Ligt het zwaartepunt bij de hoofdelementen die gaan over gezag (A+B)? Dan is er sprake van een arbeidsovereenkomst. Ligt het zwaartepunt bij C, dan is de zzp’er daadwerkelijk zelfstandig. Ligt het in het midden? Pas dan wordt bekeken hoe de zzp’er zich ook buiten de betreffende arbeidsrelatie in economische zin (als ondernemer) gedraagt, ook wel C+ genoemd.

Wat het wetsvoorstel lastig maakt voor de zorg, is de discussie of werken conform de geldende richtlijnen en protocollen gezien moet worden als werkinhoudelijke aansturing en/of organisatorische inbedding. Of dat dit beroepsnormen zijn en daarmee weinig zeggen over de gezagsverhouding tussen de samenwerkende partijen.

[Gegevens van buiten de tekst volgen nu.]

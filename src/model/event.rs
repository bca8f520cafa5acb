//! The event emitted for each fetched message.

use std::collections::BTreeMap;

use chrono::{DateTime, SecondsFormat, Utc};
use serde::ser::{Serialize, SerializeMap, Serializer};

/// Field names owned by the event itself. Headers with these names are not
/// serialized so they can never shadow the body or the attachment list.
pub const RESERVED_FIELDS: [&str; 3] = ["@timestamp", "message", "attachments"];

/// A header value: one occurrence yields `Single`, two or more yield
/// `Multiple` in source order.
#[derive(Debug, Clone, PartialEq, Eq, serde::Serialize)]
#[serde(untagged)]
pub enum HeaderValue {
    Single(String),
    Multiple(Vec<String>),
}

impl HeaderValue {
    /// Build a value from every occurrence of a header. Returns `None` for
    /// an empty list.
    pub fn from_occurrences(mut values: Vec<String>) -> Option<Self> {
        match values.len() {
            0 => None,
            1 => values.pop().map(Self::Single),
            _ => Some(Self::Multiple(values)),
        }
    }

    /// The scalar value, if this header occurred exactly once.
    pub fn as_single(&self) -> Option<&str> {
        match self {
            Self::Single(s) => Some(s),
            Self::Multiple(_) => None,
        }
    }

    /// Every occurrence, in source order.
    pub fn values(&self) -> Vec<&str> {
        match self {
            Self::Single(s) => vec![s.as_str()],
            Self::Multiple(v) => v.iter().map(String::as_str).collect(),
        }
    }
}

/// An attachment descriptor.
///
/// `data` is only filled in when attachment persistence is enabled.
#[derive(Debug, Clone, PartialEq, Eq, serde::Serialize)]
pub struct Attachment {
    pub filename: String,
    #[serde(skip_serializing_if = "Option::is_none")]
    pub data: Option<String>,
}

/// One decoded message, flattened for the downstream pipeline.
///
/// Serializes as `{"@timestamp"?, "message", <headers...>, "attachments"?}`.
#[derive(Debug, Clone, PartialEq)]
pub struct Event {
    /// Selected body text; empty when no part matched.
    pub message: String,
    /// Header name → value(s), names normalized by the decoder.
    pub headers: BTreeMap<String, HeaderValue>,
    /// Attachment descriptors in MIME-tree order.
    pub attachments: Vec<Attachment>,
    /// From the `Date` header, when it parses.
    pub timestamp: Option<DateTime<Utc>>,
}

impl Event {
    pub fn header(&self, name: &str) -> Option<&HeaderValue> {
        self.headers.get(name)
    }

    /// Serialize to a single-line JSON document.
    pub fn to_json(&self) -> serde_json::Result<String> {
        serde_json::to_string(self)
    }
}

impl Serialize for Event {
    fn serialize<S: Serializer>(&self, serializer: S) -> Result<S::Ok, S::Error> {
        let mut map = serializer.serialize_map(None)?;
        if let Some(ts) = &self.timestamp {
            map.serialize_entry("@timestamp", &ts.to_rfc3339_opts(SecondsFormat::Secs, true))?;
        }
        map.serialize_entry("message", &self.message)?;
        for (name, value) in &self.headers {
            if RESERVED_FIELDS.contains(&name.as_str()) {
                continue;
            }
            map.serialize_entry(name, value)?;
        }
        if !self.attachments.is_empty() {
            map.serialize_entry("attachments", &self.attachments)?;
        }
        map.end()
    }
}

Worden richtlijnen en protocollen aangemerkt als indicatie voor ­werkinhoudelijke aansturing of organisatorische inbedding, dan is zzp’en in de zorg praktisch ­onmogelijk en verdwijnt de zo benodigde smeeroliefunctie in de zorg.

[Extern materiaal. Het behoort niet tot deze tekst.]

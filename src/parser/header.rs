//! RFC 5322 header parsing: folding, encoded-words (RFC 2047), and the
//! header map carried by each event.

use std::collections::BTreeMap;

use base64::engine::general_purpose::{STANDARD, STANDARD_NO_PAD};
use base64::Engine;
use tracing::warn;

use crate::model::event::HeaderValue;

/// Build the event header map from the raw top-level header block.
///
/// Every occurrence of a name is kept in source order; names are grouped
/// case-insensitively. With `lowercase` the key is the lower-cased name,
/// otherwise the spelling of the first occurrence. Values are decoded with
/// [`decode_encoded_words`]; empty values are dropped.
pub fn collect_headers(raw_headers: &[u8], lowercase: bool) -> BTreeMap<String, HeaderValue> {
    let text = decode_header_bytes(raw_headers);

    // (lower-case name, key to emit, values)
    let mut grouped: Vec<(String, String, Vec<String>)> = Vec::new();

    for (name, raw_value) in unfold_headers(&text) {
        let value = decode_encoded_words(&raw_value);
        if value.trim().is_empty() {
            continue;
        }

        let lower = name.to_lowercase();
        match grouped.iter_mut().find(|(l, _, _)| *l == lower) {
            Some((_, _, values)) => values.push(value),
            None => {
                let key = if lowercase { lower.clone() } else { name };
                grouped.push((lower, key, vec![value]));
            }
        }
    }

    grouped
        .into_iter()
        .filter_map(|(_, key, values)| HeaderValue::from_occurrences(values).map(|v| (key, v)))
        .collect()
}

/// Find the byte offset where headers end (position of the first blank line).
///
/// A message that opens with a blank line has an empty header section.
pub fn find_header_end(data: &[u8]) -> Option<usize> {
    if data.starts_with(b"\n") || data.starts_with(b"\r\n") {
        return Some(0);
    }
    for i in 0..data.len().saturating_sub(1) {
        if data[i] == b'\n' && data[i + 1] == b'\n' {
            return Some(i);
        }
        if data[i..].starts_with(b"\r\n\r\n") {
            return Some(i);
        }
    }
    None
}

/// Decode raw header bytes to a string.
///
/// Tries UTF-8 first, then falls back to Windows-1252 (which accepts every byte).
fn decode_header_bytes(bytes: &[u8]) -> String {
    let bytes = bytes.strip_prefix(&[0xEF, 0xBB, 0xBF]).unwrap_or(bytes);

    match std::str::from_utf8(bytes) {
        Ok(s) => s.to_string(),
        Err(_) => {
            let (decoded, _, _) = encoding_rs::WINDOWS_1252.decode(bytes);
            decoded.into_owned()
        }
    }
}

/// Split a header block into `(name, value)` pairs, joining continuation lines.
///
/// Returns `(name, raw_value)` pairs with names as written.
fn unfold_headers(text: &str) -> Vec<(String, String)> {
    let mut result: Vec<(String, String)> = Vec::new();

    for line in text.lines() {
        if line.starts_with(' ') || line.starts_with('\t') {
            if let Some(last) = result.last_mut() {
                if !last.1.is_empty() {
                    last.1.push(' ');
                }
                last.1.push_str(line.trim());
            }
        } else if let Some(colon_pos) = line.find(':') {
            let name = line[..colon_pos].trim();
            // Field names are printable ASCII without spaces; this also skips
            // an mbox "From " separator line.
            if name.is_empty() || name.contains(char::is_whitespace) {
                continue;
            }
            let value = line[colon_pos + 1..].trim().to_string();
            result.push((name.to_string(), value));
        }
    }

    result
}

/// Decode RFC 2047 encoded-words in a header value.
///
/// `"=?iso-8859-1?Q?foo_:_bar?="` becomes `"foo : bar"`. A token that does
/// not decode is kept as written.
pub fn decode_encoded_words(input: &str) -> String {
    let mut result = String::with_capacity(input.len());
    let mut remaining = input;
    let mut last_was_encoded = false;

    while let Some(start) = remaining.find("=?") {
        let before = &remaining[..start];
        // Whitespace between two encoded words is dropped (RFC 2047 §6.2)
        if !last_was_encoded || !before.trim().is_empty() {
            result.push_str(before);
        }

        let after_start = &remaining[start + 2..];

        if let Some(decoded) = try_decode_one_word(after_start) {
            result.push_str(&decoded.text);
            remaining = &after_start[decoded.consumed..];
            last_was_encoded = true;
        } else {
            result.push_str("=?");
            remaining = after_start;
            last_was_encoded = false;
        }
    }

    result.push_str(remaining);
    result
}

struct DecodedWord {
    text: String,
    /// Bytes consumed after the initial `=?`.
    consumed: usize,
}

fn try_decode_one_word(s: &str) -> Option<DecodedWord> {
    // charset?encoding?encoded_text?=
    let (charset, rest) = s.split_once('?')?;
    let (encoding, rest) = rest.split_once('?')?;
    let end = rest.find("?=")?;
    let encoded_text = &rest[..end];

    if charset.is_empty() || encoded_text.contains(char::is_whitespace) {
        return None;
    }

    // RFC 2231 language suffix: "utf-8*en"
    let charset = charset.split('*').next().unwrap_or(charset);

    let bytes = match encoding {
        "B" | "b" => STANDARD.decode(encoded_text).ok().or_else(|| {
            STANDARD_NO_PAD
                .decode(encoded_text.trim_end_matches('='))
                .ok()
        })?,
        "Q" | "q" => decode_q_encoding(encoded_text),
        _ => return None,
    };

    Some(DecodedWord {
        text: decode_charset(charset, &bytes),
        consumed: charset_len(s) + 1 + encoding.len() + 1 + end + 2,
    })
}

/// Length of the charset token as written (including any `*lang` suffix).
fn charset_len(s: &str) -> usize {
    s.find('?').unwrap_or(s.len())
}

/// Decode Q-encoding (RFC 2047): underscores → spaces, `=XX` → byte.
fn decode_q_encoding(input: &str) -> Vec<u8> {
    let mut result = Vec::with_capacity(input.len());
    let bytes = input.as_bytes();
    let mut i = 0;
    while i < bytes.len() {
        match bytes[i] {
            b'_' => {
                result.push(b' ');
                i += 1;
            }
            b'=' if i + 2 < bytes.len() => {
                let hex = std::str::from_utf8(&bytes[i + 1..i + 3]).unwrap_or("");
                if let Ok(byte) = u8::from_str_radix(hex, 16) {
                    result.push(byte);
                    i += 3;
                } else {
                    result.push(b'=');
                    i += 1;
                }
            }
            b => {
                result.push(b);
                i += 1;
            }
        }
    }
    result
}

/// Decode bytes using a named charset.
fn decode_charset(charset: &str, bytes: &[u8]) -> String {
    match charset.to_ascii_lowercase().as_str() {
        "utf-8" | "utf8" | "us-ascii" => String::from_utf8_lossy(bytes).into_owned(),
        _ => match encoding_rs::Encoding::for_label(charset.as_bytes()) {
            Some(encoding) => {
                let (decoded, _, _) = encoding.decode(bytes);
                decoded.into_owned()
            }
            None => {
                warn!(charset, "Unknown charset, falling back to UTF-8 lossy");
                String::from_utf8_lossy(bytes).into_owned()
            }
        },
    }
}

#[cfg(test)]
mod tests {
    use super::*;

    #[test]
    fn test_decode_base64_encoded_word() {
        assert_eq!(decode_encoded_words("=?UTF-8?B?SG9sYSBtdW5kbw==?="), "Hola mundo");
    }

    #[test]
    fn test_decode_q_encoded_word() {
        assert_eq!(decode_encoded_words("=?ISO-8859-1?Q?caf=E9?="), "café");
    }

    #[test]
    fn test_decode_q_underscores_become_spaces() {
        assert_eq!(decode_encoded_words("=?iso-8859-1?Q?foo_:_bar?="), "foo : bar");
    }

    #[test]
    fn test_adjacent_encoded_words_join() {
        let input = "=?UTF-8?Q?Weekly?= =?UTF-8?Q?_report?=";
        assert_eq!(decode_encoded_words(input), "Weekly report");
    }

    #[test]
    fn test_plain_text_around_encoded_word() {
        let input = "Fwd: =?UTF-8?B?YWxlcnQ=?= from pipeline";
        assert_eq!(decode_encoded_words(input), "Fwd: alert from pipeline");
    }

    #[test]
    fn test_malformed_word_is_preserved() {
        assert_eq!(decode_encoded_words("=?broken"), "=?broken");
        assert_eq!(decode_encoded_words("a =?x?Z?abc?= b"), "a =?x?Z?abc?= b");
    }

    #[test]
    fn test_unknown_charset_falls_back() {
        assert_eq!(decode_encoded_words("=?x-unknown?Q?plain?="), "plain");
    }

    #[test]
    fn test_continuation_lines_are_joined() {
        let text = "Received: from relay.example.net
	by mx1.example.com
To: ops@example.com
";
        let headers = unfold_headers(text);
        assert_eq!(
            headers,
            vec![
                (
                    "Received".to_string(),
                    "from relay.example.net by mx1.example.com".to_string()
                ),
                ("To".to_string(), "ops@example.com".to_string()),
            ]
        );
    }

    #[test]
    fn test_unfold_skips_mbox_separator() {
        let text = "From user@example.com Thu Jan 01 00:00:00 2024\nSubject: Hi\n";
        let headers = unfold_headers(text);
        assert_eq!(headers, vec![("Subject".to_string(), "Hi".to_string())]);
    }

    #[test]
    fn test_find_header_end() {
        let data = b"From: a@b.com\nSubject: Hi\n\nBody\n";
        assert_eq!(find_header_end(data), Some(25));
        let data = b"From: a@b.com\r\nSubject: Hi\r\n\r\nBody\r\n";
        assert_eq!(find_header_end(data), Some(26));
        assert_eq!(find_header_end(b"Subject: no body"), None);
        assert_eq!(find_header_end(b"\nX-Not-A-Header: body\n\nmore"), Some(0));
        assert_eq!(find_header_end(b"\r\nbody"), Some(0));
    }

    #[test]
    fn test_collect_scalar_and_sequence() {
        let raw = b"Received: test1\nSubject: hi\nReceived: test2\nreceived: test3\n";
        let map = collect_headers(raw, true);
        assert_eq!(map["subject"], HeaderValue::Single("hi".into()));
        assert_eq!(
            map["received"],
            HeaderValue::Multiple(vec!["test1".into(), "test2".into(), "test3".into()])
        );
    }

    #[test]
    fn test_collect_keeps_first_spelling_without_lowercase() {
        let raw = b"X-Thing: a\nx-thing: b\nSubject: s\n";
        let map = collect_headers(raw, false);
        assert_eq!(
            map["X-Thing"],
            HeaderValue::Multiple(vec!["a".into(), "b".into()])
        );
        assert!(map.contains_key("Subject"));
        assert!(!map.contains_key("x-thing"));
    }

    #[test]
    fn test_collect_drops_empty_values() {
        let raw = b"X-Custom-Header:\nX-Other:   \nSubject: kept\n";
        let map = collect_headers(raw, true);
        assert!(!map.contains_key("x-custom-header"));
        assert!(!map.contains_key("x-other"));
        assert_eq!(map.len(), 1);
    }

    #[test]
    fn test_collect_empty_occurrence_does_not_count() {
        let raw = b"Received:\nReceived: only\n";
        let map = collect_headers(raw, true);
        assert_eq!(map["received"], HeaderValue::Single("only".into()));
    }

    #[test]
    fn test_latin1_raw_header_bytes() {
        let raw = b"Subject: caf\xe9\n";
        let map = collect_headers(raw, true);
        assert_eq!(map["subject"], HeaderValue::Single("café".into()));
    }
}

Het wetsvoorstel Vbar in het kort

Het wetsvoorstel Vbar (Verduidelijking Beoordeling Arbeidsrelatie en Rechtsvermoeden) komt in de plaats van de huidige Wet DBA (Deregulering Beoordeling Arbeidsrelaties). De nieuwe wet gaat waarschijnlijk op 1 januari 2026 van kracht. De afbeelding hieronder geeft een overzicht van deze wet:

 

Wetsvoorstel Vbar

Arbeidsovereenkomst geeft meer duidelijkheid

“Jaarlijks doe ik onderzoek onder praktijkhouders die met zzp’ers werken”, merkt Erik op. “In de resultaten is te zien dat eigenaren van paramedische praktijken wat minder dan bij andere beroepsgroepen aangeven dat ze met zzp’ers werken. Maar het is de afgelopen jaren wel meer dan de helft geworden, terwijl vroeger de arbeidsovereenkomst veel meer de norm was. In situaties die naar ‘schijnzelfstandigheid’ neigen – en die zijn er best – kan het ook voordelen hebben als je als werkgever-werknemer verder gaat werken. Je hebt dan meer duidelijkheid, rust en langetermijnperspectief. Een praktijkhouder kan aangeven dat hij in z’n praktijk een bepaalde kant op wil en vraagt of z’n medewerker daar ook een rol in wil hebben. Aan een zelfstandige kun je dat niet vragen, want dat gaat al meer richting dienstbetrekking.”

Maak nú een plan

Wanneer en óf het wetsvoorstel daadwerkelijk een wet wordt, is nog maar de vraag gezien alle maatschappelijke discussie erover in de afgelopen maanden. Hoe dan ook is het belangrijk om bij tijd en wijle de onderlinge samenwerkings­relatie met elkaar te evalueren. Zeker nu de Belastingdienst aangeeft per 1 januari 2025 afscheid te nemen van het milde handhavingsregime. Maar denk los daarvan eens na over waar je over vijf jaar wilt staan, is de tip van Erik. “Bekijk met elkaar de praktijk van bovenaf en maak een plan. Vraag je af hoe je met elkaar samenwerkt en hoe zich dat de komende jaren kan ontwikkelen. Zou de zzp’er wellicht een goede toekomstige mede-eigenaar kunnen zijn? Zou je je als zzp’er willen verbinden aan die praktijk? Mijn advies is om daar nu mee te beginnen, in alle rust. Anders moet je snel reageren als begin volgend jaar de sanctionerende handhaving weer ­opgepakt wordt. Haastig reageren bij langetermijnbeslissingen, zou ik sowieso niet aanraden. En al is de nieuwe wetgeving vertraagd: ook op basis van de huidige regelgeving kan een fiscale controle tot ongewenste gevolgen leiden. Door het jarenlang handhavingsmoratorium is de grens zelfstandigheid-loondienst er namelijk niet scherper op geworden.”